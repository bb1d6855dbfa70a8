//! Per-file conflated sync queues
//!
//! Each synchronized file owns one worker task fed by a single-slot channel.
//! Triggers that arrive while a pass is running collapse into exactly one
//! follow-up pass; a file never has two passes in flight and never builds an
//! unbounded backlog. Different files run fully in parallel.
//!
//! ```text
//! trigger ─► [slot: 0..1] ─► worker ─► synchronizer.synchronize(handle)
//! trigger ─┘ (full: dropped, a pass is already pending)
//! ```

use std::sync::Arc;

use dashmap::mapref::entry::Entry;
use dashmap::DashMap;
use tokio::sync::broadcast::error::RecvError;
use tokio::sync::mpsc;
use tokio::task::JoinHandle;
use tokio_util::sync::CancellationToken;
use tracing::{debug, info, trace, warn};

use mfsync_core::config::SyncConfig;
use mfsync_core::domain::NodeId;
use mfsync_core::events::AttributesEvent;
use mfsync_vfs::AttributesService;

use crate::registry::SynchronizerRegistry;
use crate::synchronizer::IContentSynchronizer;
use crate::SyncError;

struct FileQueue {
    tx: mpsc::Sender<()>,
    cancel: CancellationToken,
    task: JoinHandle<()>,
    synchronizer: Arc<dyn IContentSynchronizer>,
}

/// Owner of every per-file sync queue
pub struct SyncQueues {
    registry: SynchronizerRegistry,
    attributes: Arc<AttributesService>,
    queues: DashMap<NodeId, FileQueue>,
    shutdown: CancellationToken,
    auto_sync: bool,
}

impl SyncQueues {
    pub fn new(registry: SynchronizerRegistry, attributes: Arc<AttributesService>) -> Self {
        Self {
            registry,
            attributes,
            queues: DashMap::new(),
            shutdown: CancellationToken::new(),
            auto_sync: true,
        }
    }

    /// Whether descriptor updates of synced files trigger a pass (`sync.auto_sync`)
    pub fn with_auto_sync(mut self, enabled: bool) -> Self {
        self.auto_sync = enabled;
        self
    }

    pub fn with_config(self, config: &SyncConfig) -> Self {
        self.with_auto_sync(config.auto_sync)
    }

    /// Starts synchronizing `handle` and queues its first pass
    pub fn start_sync(&self, handle: NodeId) -> Result<(), SyncError> {
        if self.shutdown.is_cancelled() {
            return Err(SyncError::Cancelled(handle));
        }
        if self.attributes.get_attributes(handle).is_none() {
            return Err(SyncError::MissingAttributes(handle));
        }
        let tree = self.attributes.tree();
        if !tree.is_valid(handle) {
            return Err(SyncError::InvalidHandle(handle));
        }
        if tree.is_directory(handle) {
            return Err(SyncError::IsDirectory(handle));
        }
        let synchronizer = self
            .registry
            .resolve(handle)
            .ok_or(SyncError::NotAccepted(handle))?;

        match self.queues.entry(handle) {
            Entry::Occupied(_) => Err(SyncError::AlreadySynced(handle)),
            Entry::Vacant(slot) => {
                let (tx, rx) = mpsc::channel(1);
                let cancel = self.shutdown.child_token();
                let task = tokio::spawn(run_worker(
                    handle,
                    synchronizer.clone(),
                    rx,
                    cancel.clone(),
                ));
                // Fresh channel: the first slot is free.
                let _ = tx.try_send(());
                slot.insert(FileQueue {
                    tx,
                    cancel,
                    task,
                    synchronizer,
                });
                info!(handle = %handle, "Sync started");
                Ok(())
            }
        }
    }

    /// Requests another pass; returns false if the file is not synchronized
    pub fn trigger_sync(&self, handle: NodeId) -> bool {
        let Some(queue) = self.queues.get(&handle) else {
            return false;
        };
        match queue.tx.try_send(()) {
            Ok(()) => {
                trace!(handle = %handle, "Sync pass queued");
                true
            }
            Err(mpsc::error::TrySendError::Full(())) => {
                trace!(handle = %handle, "Sync pass already pending");
                true
            }
            Err(mpsc::error::TrySendError::Closed(())) => false,
        }
    }

    pub fn is_synced(&self, handle: NodeId) -> bool {
        self.queues.contains_key(&handle)
    }

    pub fn synced_count(&self) -> usize {
        self.queues.len()
    }

    /// Stops synchronizing `handle`, cancelling any pass in flight
    pub async fn remove_sync(&self, handle: NodeId) -> bool {
        let Some((_, queue)) = self.queues.remove(&handle) else {
            return false;
        };
        queue.cancel.cancel();
        drop(queue.tx);
        if let Err(e) = queue.task.await {
            warn!(handle = %handle, error = %e, "Sync worker ended abnormally");
        }
        queue.synchronizer.forget(handle).await;
        info!(handle = %handle, "Sync removed");
        true
    }

    /// Cancels every queue and waits for the workers to stop
    pub async fn shutdown(&self) {
        self.shutdown.cancel();
        let handles: Vec<NodeId> = self.queues.iter().map(|q| *q.key()).collect();
        for handle in handles {
            self.remove_sync(handle).await;
        }
        info!("Sync queues shut down");
    }

    /// Follows attribute events: updates re-sync, deletions remove the queue
    pub fn spawn_event_listener(self: &Arc<Self>) -> JoinHandle<()> {
        let queues = Arc::clone(self);
        let mut events = self.attributes.events().subscribe_attributes();

        tokio::spawn(async move {
            loop {
                let event = tokio::select! {
                    _ = queues.shutdown.cancelled() => break,
                    event = events.recv() => event,
                };

                match event {
                    Ok(AttributesEvent::Updated { handle, .. }) => {
                        if queues.auto_sync && queues.trigger_sync(handle) {
                            debug!(handle = %handle, "Descriptor updated, re-syncing");
                        }
                    }
                    Ok(AttributesEvent::Deleted { handle, .. }) => {
                        queues.remove_sync(handle).await;
                    }
                    Ok(AttributesEvent::Created { .. }) => {}
                    Err(RecvError::Lagged(skipped)) => {
                        warn!(skipped, "Sync queues lagged behind attribute events");
                    }
                    Err(RecvError::Closed) => break,
                }
            }
            debug!("Sync event listener stopped");
        })
    }
}

async fn run_worker(
    handle: NodeId,
    synchronizer: Arc<dyn IContentSynchronizer>,
    mut rx: mpsc::Receiver<()>,
    cancel: CancellationToken,
) {
    loop {
        let next = tokio::select! {
            biased;
            _ = cancel.cancelled() => break,
            next = rx.recv() => next,
        };
        if next.is_none() {
            break;
        }
        // Failures are reported through the synchronizer's listener.
        let _ = synchronizer.synchronize(handle, &cancel).await;
    }
    trace!(handle = %handle, "Sync worker stopped");
}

» **Activity**
In the data above, retype exactly and only the lines between the one holding "let cancel = self.shutdown.child_token();" and the one holding "slot is free.", inclusive.

» **Response box**
                let cancel = self.shutdown.child_token();
                let task = tokio::spawn(run_worker(
                    handle,
                    synchronizer.clone(),
                    rx,
                    cancel.clone(),
                ));
                // Fresh channel: the first slot is free.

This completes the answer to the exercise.